Dataset records:

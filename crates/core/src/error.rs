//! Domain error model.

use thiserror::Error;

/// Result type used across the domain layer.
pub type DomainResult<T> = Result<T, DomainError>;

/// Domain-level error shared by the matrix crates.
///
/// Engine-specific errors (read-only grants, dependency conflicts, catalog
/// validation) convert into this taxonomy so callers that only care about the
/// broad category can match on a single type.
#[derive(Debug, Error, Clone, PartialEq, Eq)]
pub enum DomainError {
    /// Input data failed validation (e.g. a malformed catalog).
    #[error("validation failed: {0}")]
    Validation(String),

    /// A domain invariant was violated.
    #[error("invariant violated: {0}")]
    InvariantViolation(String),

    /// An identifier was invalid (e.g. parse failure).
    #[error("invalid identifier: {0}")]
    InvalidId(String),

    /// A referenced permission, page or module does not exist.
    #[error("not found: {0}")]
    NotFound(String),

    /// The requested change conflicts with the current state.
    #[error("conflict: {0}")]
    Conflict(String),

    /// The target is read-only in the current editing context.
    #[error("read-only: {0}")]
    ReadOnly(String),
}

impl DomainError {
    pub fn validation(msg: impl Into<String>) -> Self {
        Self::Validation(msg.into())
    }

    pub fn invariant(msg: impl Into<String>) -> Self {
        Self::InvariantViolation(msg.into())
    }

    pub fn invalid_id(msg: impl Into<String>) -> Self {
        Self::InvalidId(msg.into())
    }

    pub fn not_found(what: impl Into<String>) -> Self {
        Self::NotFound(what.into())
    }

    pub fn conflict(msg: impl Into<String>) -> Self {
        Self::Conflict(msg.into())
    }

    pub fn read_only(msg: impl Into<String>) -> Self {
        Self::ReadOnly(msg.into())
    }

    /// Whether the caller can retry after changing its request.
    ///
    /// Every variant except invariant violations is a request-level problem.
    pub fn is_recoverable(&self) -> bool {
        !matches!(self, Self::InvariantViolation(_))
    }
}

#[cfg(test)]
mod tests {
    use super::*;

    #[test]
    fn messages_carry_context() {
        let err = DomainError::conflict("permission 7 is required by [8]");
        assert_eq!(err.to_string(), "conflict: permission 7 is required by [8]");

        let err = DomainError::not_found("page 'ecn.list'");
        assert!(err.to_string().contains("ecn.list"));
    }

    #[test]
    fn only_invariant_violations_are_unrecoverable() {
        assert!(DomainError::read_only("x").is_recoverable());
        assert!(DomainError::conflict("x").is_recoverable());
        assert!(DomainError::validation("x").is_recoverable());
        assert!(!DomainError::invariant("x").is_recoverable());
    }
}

---

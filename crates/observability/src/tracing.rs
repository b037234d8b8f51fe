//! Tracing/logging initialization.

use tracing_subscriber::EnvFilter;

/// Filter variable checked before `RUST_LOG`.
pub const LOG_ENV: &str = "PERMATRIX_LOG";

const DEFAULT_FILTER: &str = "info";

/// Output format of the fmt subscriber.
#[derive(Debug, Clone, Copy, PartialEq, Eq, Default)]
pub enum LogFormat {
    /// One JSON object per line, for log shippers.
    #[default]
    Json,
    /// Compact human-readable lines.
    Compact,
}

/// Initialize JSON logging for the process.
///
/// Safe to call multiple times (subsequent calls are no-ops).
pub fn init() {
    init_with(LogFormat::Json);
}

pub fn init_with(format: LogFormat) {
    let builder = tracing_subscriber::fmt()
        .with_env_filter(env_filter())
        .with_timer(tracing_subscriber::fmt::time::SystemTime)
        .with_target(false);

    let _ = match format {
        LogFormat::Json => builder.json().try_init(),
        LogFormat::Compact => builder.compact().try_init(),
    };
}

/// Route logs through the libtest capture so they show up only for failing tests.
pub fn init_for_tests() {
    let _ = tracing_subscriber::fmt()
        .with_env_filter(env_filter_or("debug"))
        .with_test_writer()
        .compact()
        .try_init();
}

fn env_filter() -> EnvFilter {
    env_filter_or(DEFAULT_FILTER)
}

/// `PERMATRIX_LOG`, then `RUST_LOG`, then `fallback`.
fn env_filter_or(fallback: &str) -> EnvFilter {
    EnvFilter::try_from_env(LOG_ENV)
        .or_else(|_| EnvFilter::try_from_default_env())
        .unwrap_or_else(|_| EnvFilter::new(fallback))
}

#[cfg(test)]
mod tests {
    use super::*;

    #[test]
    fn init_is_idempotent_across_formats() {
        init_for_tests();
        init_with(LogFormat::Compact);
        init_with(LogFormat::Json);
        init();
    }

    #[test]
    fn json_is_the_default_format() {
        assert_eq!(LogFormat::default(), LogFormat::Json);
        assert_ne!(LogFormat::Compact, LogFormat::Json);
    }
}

WHAT TO WORK ON: Copy range, inclusive: the line holding "filename crates/core/src/error.rs" to the line holding "dependency conflicts, catalog". Reproduce exactly those lines of the records above and no others.

WRITTEN SOLUTION:
filename crates/core/src/error.rs
//! Domain error model.

use thiserror::Error;

/// Result type used across the domain layer.
pub type DomainResult<T> = Result<T, DomainError>;

/// Domain-level error shared by the matrix crates.
///
/// Engine-specific errors (read-only grants, dependency conflicts, catalog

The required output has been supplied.